E’ dell’argentino Francisco Cerundolo (n.119 Atp) la diciottesima del Challenger 80 di Cordenons Acqua Dolomia Serena Wines 1881 Tennis Cup – Internazionali del Friuli Venezia Giulia. Il 21enne di Buenos Aires ha sconfitto in finale il connazionale Tomas Martin Etcheverry (n.148 Atp) con il punteggio di 6-1 6-2, in poco più di 1 ora e 30 minuti di gioco. Una delle finali più brevi della storia della manifestazione con soli 3 game racimolati dallo sconfitto.

Il derby albiceleste come detto non ha avuto storia già nelle fasi iniziali, Etcheverry ha pagato a caro prezzo le fatiche accumulate nelle ultime settimane (con 18 vittorie su 20 incontri compresa la finale di oggi), nulla che tolga i meriti di Cerundolo che ha disputato un torneo di alto profilo dall’inizio alla fine.

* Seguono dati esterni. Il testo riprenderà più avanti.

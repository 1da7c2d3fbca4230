//! Factlens CLI - Decompose documents into verifiable claims.

use anyhow::Context;
use clap::Parser;
use factlens_cli::cli::CliFormat;
use factlens_cli::commands;
use factlens_cli::{Cli, Command, Config, Formatter};
use std::path::Path;
use tracing_subscriber::EnvFilter;

#[tokio::main]
async fn main() {
    if let Err(e) = run().await {
        eprintln!("Error: {:#}", e);
        std::process::exit(1);
    }
}

async fn run() -> anyhow::Result<()> {
    let cli = Cli::parse();
    init_tracing(cli.verbose);

    let config_path = cli.config.as_deref();

    match cli.command {
        // Config management must work even when the file does not parse
        Command::Config(args) => {
            let format = cli.format.map(Into::into).unwrap_or_default();
            let formatter = Formatter::new(format, !cli.no_color);
            commands::execute_config(args, config_path, &formatter).context("config command failed")?;
        }
        Command::Decompose(args) => {
            let (config, formatter) = load(cli.format, cli.no_color, config_path)?;
            commands::execute_decompose(args, &config, &formatter)
                .await
                .context("decompose failed")?;
        }
        Command::Split(args) => {
            let (config, formatter) = load(cli.format, cli.no_color, config_path)?;
            commands::execute_split(args, &config, &formatter).context("split failed")?;
        }
    }

    Ok(())
}

/// Load configuration and build the formatter, command-line flags first.
fn load(
    format: Option<CliFormat>,
    no_color: bool,
    path: Option<&Path>,
) -> anyhow::Result<(Config, Formatter)> {
    let config = Config::load(path).context("failed to load configuration")?;

    let format = format.map(Into::into).unwrap_or(config.settings.format);
    let color_enabled = !no_color && config.settings.color;

    Ok((config, Formatter::new(format, color_enabled)))
}

/// Logs go to stderr so that stdout carries only command output.
fn init_tracing(verbose: bool) {
    let default_level = if verbose { "debug" } else { "info" };
    tracing_subscriber::fmt()
        .with_writer(std::io::stderr)
        .with_env_filter(
            EnvFilter::try_from_default_env().unwrap_or_else(|_| EnvFilter::new(default_level)),
        )
        .init();
}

Come detto in precedenza, l’incontro ha preso subito la direzione del tennista di Buenos Aires che ha brekkato l’avversario nel secondo game durato circa 15 minuti. L’abbrivio si è rivelato decisivo per Cerundolo che ha finito per concedere le briciole all’avversario, chiudendo il parziale per 6-1.

Lo spartito della finale non è cambiato nemmeno nella seconda frazione quando Cerundolo ha allungato sul 3-1, è sostanzialmente calato il sipario su Etcheverry, che apparso sempre più in evidente difficoltà fisica ha finito per alzare bandiera bianca sul 6-2. Il 22enne di La Plata ha dimostrato comunque nel corso della settimana di essere uno dei prospetti più interessanti del tennis argentino quantomeno sulla terra battuta, mentre per Cerundolo è il quarto successo nel circuito cadetto, un risultato che testimonia la crescita del finalista nell’Atp 250 di Buenos Aires a inizio stagione.

E’ stata una partita speciale– commenta il vincitore Francisco Cerundolo – giocare contro un amico e vincere dà sempre grandi emozioni, tra l’altro Martin (Etchverry ndr) era reduce dal successo di Trieste e stava attraversando un periodo splendido nei challenger italiani, quindi era un avversario da rispettare.”